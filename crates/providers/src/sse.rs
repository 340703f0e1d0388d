//! SSE decoding for streaming chat responses.
//!
//! The wire format is line-oriented: fields arrive as `name: value`
//! lines and a blank line terminates each event. [`SseDecoder`] keeps
//! the tail of the last incomplete line between network chunks and
//! yields one payload per terminated event; multiple `data:` lines in
//! one event are joined with newlines, and every other field (`event:`,
//! `id:`, `retry:`, comments) carries nothing this client uses.
//! [`sse_response_stream`] wires the decoder to a `reqwest::Response`
//! and a provider-specific payload parser.

use envoy_domain::error::{Error, Result};
use envoy_domain::stream::{BoxStream, StreamEvent};

#[derive(Default)]
pub(crate) struct SseDecoder {
    /// Bytes after the last newline seen so far.
    tail: String,
    /// `data:` values of the event currently being assembled.
    data_lines: Vec<String>,
}

impl SseDecoder {
    /// Consume a network chunk, returning the payload of every event
    /// that became complete.
    pub(crate) fn feed(&mut self, chunk: &str) -> Vec<String> {
        self.tail.push_str(chunk);

        let mut payloads = Vec::new();
        while let Some(newline) = self.tail.find('\n') {
            let line: String = self.tail.drain(..=newline).collect();
            self.take_line(line.trim_end_matches(['\r', '\n']), &mut payloads);
        }
        payloads
    }

    /// Flush an event whose terminating blank line never arrived (the
    /// server hung up mid-event).
    pub(crate) fn finish(&mut self) -> Vec<String> {
        let mut payloads = Vec::new();
        if !self.tail.is_empty() {
            let line = std::mem::take(&mut self.tail);
            self.take_line(line.trim_end_matches('\r'), &mut payloads);
        }
        self.close_event(&mut payloads);
        payloads
    }

    fn take_line(&mut self, line: &str, payloads: &mut Vec<String>) {
        if line.is_empty() {
            self.close_event(payloads);
        } else if let Some(value) = line.strip_prefix("data:") {
            // One optional space after the colon belongs to the syntax.
            let value = value.strip_prefix(' ').unwrap_or(value);
            self.data_lines.push(value.to_string());
        }
    }

    fn close_event(&mut self, payloads: &mut Vec<String>) {
        if self.data_lines.is_empty() {
            return;
        }
        let payload = self.data_lines.join("\n");
        self.data_lines.clear();
        if !payload.is_empty() {
            payloads.push(payload);
        }
    }
}

/// Build a [`BoxStream`] from an SSE `reqwest::Response` and a parser
/// that maps each event payload to zero or more stream events.
///
/// The parser is `FnMut` because tool-call assembly needs state across
/// payloads. The agent loop keys off `Done`, so one is synthesized if
/// the connection closes without the parser ever producing a terminal
/// event.
pub(crate) fn sse_response_stream<F>(
    response: reqwest::Response,
    mut parse_data: F,
) -> BoxStream<'static, Result<StreamEvent>>
where
    F: FnMut(&str) -> Vec<Result<StreamEvent>> + Send + 'static,
{
    let stream = async_stream::stream! {
        let mut response = response;
        let mut decoder = SseDecoder::default();
        let mut terminal_seen = false;

        loop {
            let bytes = match response.chunk().await {
                Ok(Some(bytes)) => bytes,
                Ok(None) => break,
                Err(e) => {
                    yield Err(Error::Http(e.to_string()));
                    break;
                }
            };
            for payload in decoder.feed(&String::from_utf8_lossy(&bytes)) {
                for event in parse_data(&payload) {
                    terminal_seen |= matches!(&event, Ok(StreamEvent::Done { .. }));
                    yield event;
                }
            }
        }

        for payload in decoder.finish() {
            for event in parse_data(&payload) {
                terminal_seen |= matches!(&event, Ok(StreamEvent::Done { .. }));
                yield event;
            }
        }

        if !terminal_seen {
            yield Ok(StreamEvent::Done {
                usage: None,
                finish_reason: Some("stop".into()),
            });
        }
    };

    Box::pin(stream)
}

#[cfg(test)]
mod tests {
    use super::*;

    #[test]
    fn event_payload_emitted_on_blank_line() {
        let mut decoder = SseDecoder::default();
        assert!(decoder.feed("data: {\"x\":1}\n").is_empty());
        assert_eq!(decoder.feed("\n"), vec!["{\"x\":1}"]);
    }

    #[test]
    fn multiple_data_lines_join_with_newlines() {
        let mut decoder = SseDecoder::default();
        let payloads = decoder.feed("data: first\ndata: second\n\n");
        assert_eq!(payloads, vec!["first\nsecond"]);
    }

    #[test]
    fn line_split_across_chunks_reassembles() {
        let mut decoder = SseDecoder::default();
        assert!(decoder.feed("data: hel").is_empty());
        assert!(decoder.feed("lo\n").is_empty());
        assert_eq!(decoder.feed("\ndata: [DONE]\n\n"), vec!["hello", "[DONE]"]);
    }

    #[test]
    fn crlf_line_endings_are_tolerated() {
        let mut decoder = SseDecoder::default();
        let payloads = decoder.feed("data: a\r\n\r\n");
        assert_eq!(payloads, vec!["a"]);
    }

    #[test]
    fn non_data_fields_and_comments_are_ignored() {
        let mut decoder = SseDecoder::default();
        let payloads = decoder.feed(": keep-alive\nevent: ping\nid: 7\nretry: 500\ndata: x\n\n");
        assert_eq!(payloads, vec!["x"]);
    }

    #[test]
    fn data_only_events_without_value_are_dropped() {
        let mut decoder = SseDecoder::default();
        assert!(decoder.feed("data: \n\n").is_empty());
        assert!(decoder.feed("event: ping\n\n").is_empty());
    }

    #[test]
    fn finish_flushes_unterminated_event() {
        let mut decoder = SseDecoder::default();
        assert!(decoder.feed("data: trailing").is_empty());
        assert_eq!(decoder.finish(), vec!["trailing"]);
        // A second finish has nothing left.
        assert!(decoder.finish().is_empty());
    }
}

Work request: Reproduce each record above exactly, keeping every word as it stands.

Exercise answer:
filename crates/providers/src/sse.rs
repository 340703f0e1d0388d
//! SSE decoding for streaming chat responses.
//!
//! The wire format is line-oriented: fields arrive as `name: value`
//! lines and a blank line terminates each event. [`SseDecoder`] keeps
//! the tail of the last incomplete line between network chunks and
//! yields one payload per terminated event; multiple `data:` lines in
//! one event are joined with newlines, and every other field (`event:`,
//! `id:`, `retry:`, comments) carries nothing this client uses.
//! [`sse_response_stream`] wires the decoder to a `reqwest::Response`
//! and a provider-specific payload parser.

use envoy_domain::error::{Error, Result};
use envoy_domain::stream::{BoxStream, StreamEvent};

#[derive(Default)]
pub(crate) struct SseDecoder {
    /// Bytes after the last newline seen so far.
    tail: String,
    /// `data:` values of the event currently being assembled.
    data_lines: Vec<String>,
}

impl SseDecoder {
    /// Consume a network chunk, returning the payload of every event
    /// that became complete.
    pub(crate) fn feed(&mut self, chunk: &str) -> Vec<String> {
        self.tail.push_str(chunk);

        let mut payloads = Vec::new();
        while let Some(newline) = self.tail.find('\n') {
            let line: String = self.tail.drain(..=newline).collect();
            self.take_line(line.trim_end_matches(['\r', '\n']), &mut payloads);
        }
        payloads
    }

    /// Flush an event whose terminating blank line never arrived (the
    /// server hung up mid-event).
    pub(crate) fn finish(&mut self) -> Vec<String> {
        let mut payloads = Vec::new();
        if !self.tail.is_empty() {
            let line = std::mem::take(&mut self.tail);
            self.take_line(line.trim_end_matches('\r'), &mut payloads);
        }
        self.close_event(&mut payloads);
        payloads
    }

    fn take_line(&mut self, line: &str, payloads: &mut Vec<String>) {
        if line.is_empty() {
            self.close_event(payloads);
        } else if let Some(value) = line.strip_prefix("data:") {
            // One optional space after the colon belongs to the syntax.
            let value = value.strip_prefix(' ').unwrap_or(value);
            self.data_lines.push(value.to_string());
        }
    }

    fn close_event(&mut self, payloads: &mut Vec<String>) {
        if self.data_lines.is_empty() {
            return;
        }
        let payload = self.data_lines.join("\n");
        self.data_lines.clear();
        if !payload.is_empty() {
            payloads.push(payload);
        }
    }
}

/// Build a [`BoxStream`] from an SSE `reqwest::Response` and a parser
/// that maps each event payload to zero or more stream events.
///
/// The parser is `FnMut` because tool-call assembly needs state across
/// payloads. The agent loop keys off `Done`, so one is synthesized if
/// the connection closes without the parser ever producing a terminal
/// event.
pub(crate) fn sse_response_stream<F>(
    response: reqwest::Response,
    mut parse_data: F,
) -> BoxStream<'static, Result<StreamEvent>>
where
    F: FnMut(&str) -> Vec<Result<StreamEvent>> + Send + 'static,
{
    let stream = async_stream::stream! {
        let mut response = response;
        let mut decoder = SseDecoder::default();
        let mut terminal_seen = false;

        loop {
            let bytes = match response.chunk().await {
                Ok(Some(bytes)) => bytes,
                Ok(None) => break,
                Err(e) => {
                    yield Err(Error::Http(e.to_string()));
                    break;
                }
            };
            for payload in decoder.feed(&String::from_utf8_lossy(&bytes)) {
                for event in parse_data(&payload) {
                    terminal_seen |= matches!(&event, Ok(StreamEvent::Done { .. }));
                    yield event;
                }
            }
        }

        for payload in decoder.finish() {
            for event in parse_data(&payload) {
                terminal_seen |= matches!(&event, Ok(StreamEvent::Done { .. }));
                yield event;
            }
        }

        if !terminal_seen {
            yield Ok(StreamEvent::Done {
                usage: None,
                finish_reason: Some("stop".into()),
            });
        }
    };

    Box::pin(stream)
}

#[cfg(test)]
mod tests {
    use super::*;

    #[test]
    fn event_payload_emitted_on_blank_line() {
        let mut decoder = SseDecoder::default();
        assert!(decoder.feed("data: {\"x\":1}\n").is_empty());
        assert_eq!(decoder.feed("\n"), vec!["{\"x\":1}"]);
    }

    #[test]
    fn multiple_data_lines_join_with_newlines() {
        let mut decoder = SseDecoder::default();
        let payloads = decoder.feed("data: first\ndata: second\n\n");
        assert_eq!(payloads, vec!["first\nsecond"]);
    }

    #[test]
    fn line_split_across_chunks_reassembles() {
        let mut decoder = SseDecoder::default();
        assert!(decoder.feed("data: hel").is_empty());
        assert!(decoder.feed("lo\n").is_empty());
        assert_eq!(decoder.feed("\ndata: [DONE]\n\n"), vec!["hello", "[DONE]"]);
    }

    #[test]
    fn crlf_line_endings_are_tolerated() {
        let mut decoder = SseDecoder::default();
        let payloads = decoder.feed("data: a\r\n\r\n");
        assert_eq!(payloads, vec!["a"]);
    }

    #[test]
    fn non_data_fields_and_comments_are_ignored() {
        let mut decoder = SseDecoder::default();
        let payloads = decoder.feed(": keep-alive\nevent: ping\nid: 7\nretry: 500\ndata: x\n\n");
        assert_eq!(payloads, vec!["x"]);
    }

    #[test]
    fn data_only_events_without_value_are_dropped() {
        let mut decoder = SseDecoder::default();
        assert!(decoder.feed("data: \n\n").is_empty());
        assert!(decoder.feed("event: ping\n\n").is_empty());
    }

    #[test]
    fn finish_flushes_unterminated_event() {
        let mut decoder = SseDecoder::default();
        assert!(decoder.feed("data: trailing").is_empty());
        assert_eq!(decoder.finish(), vec!["trailing"]);
        // A second finish has nothing left.
        assert!(decoder.finish().is_empty());
    }
}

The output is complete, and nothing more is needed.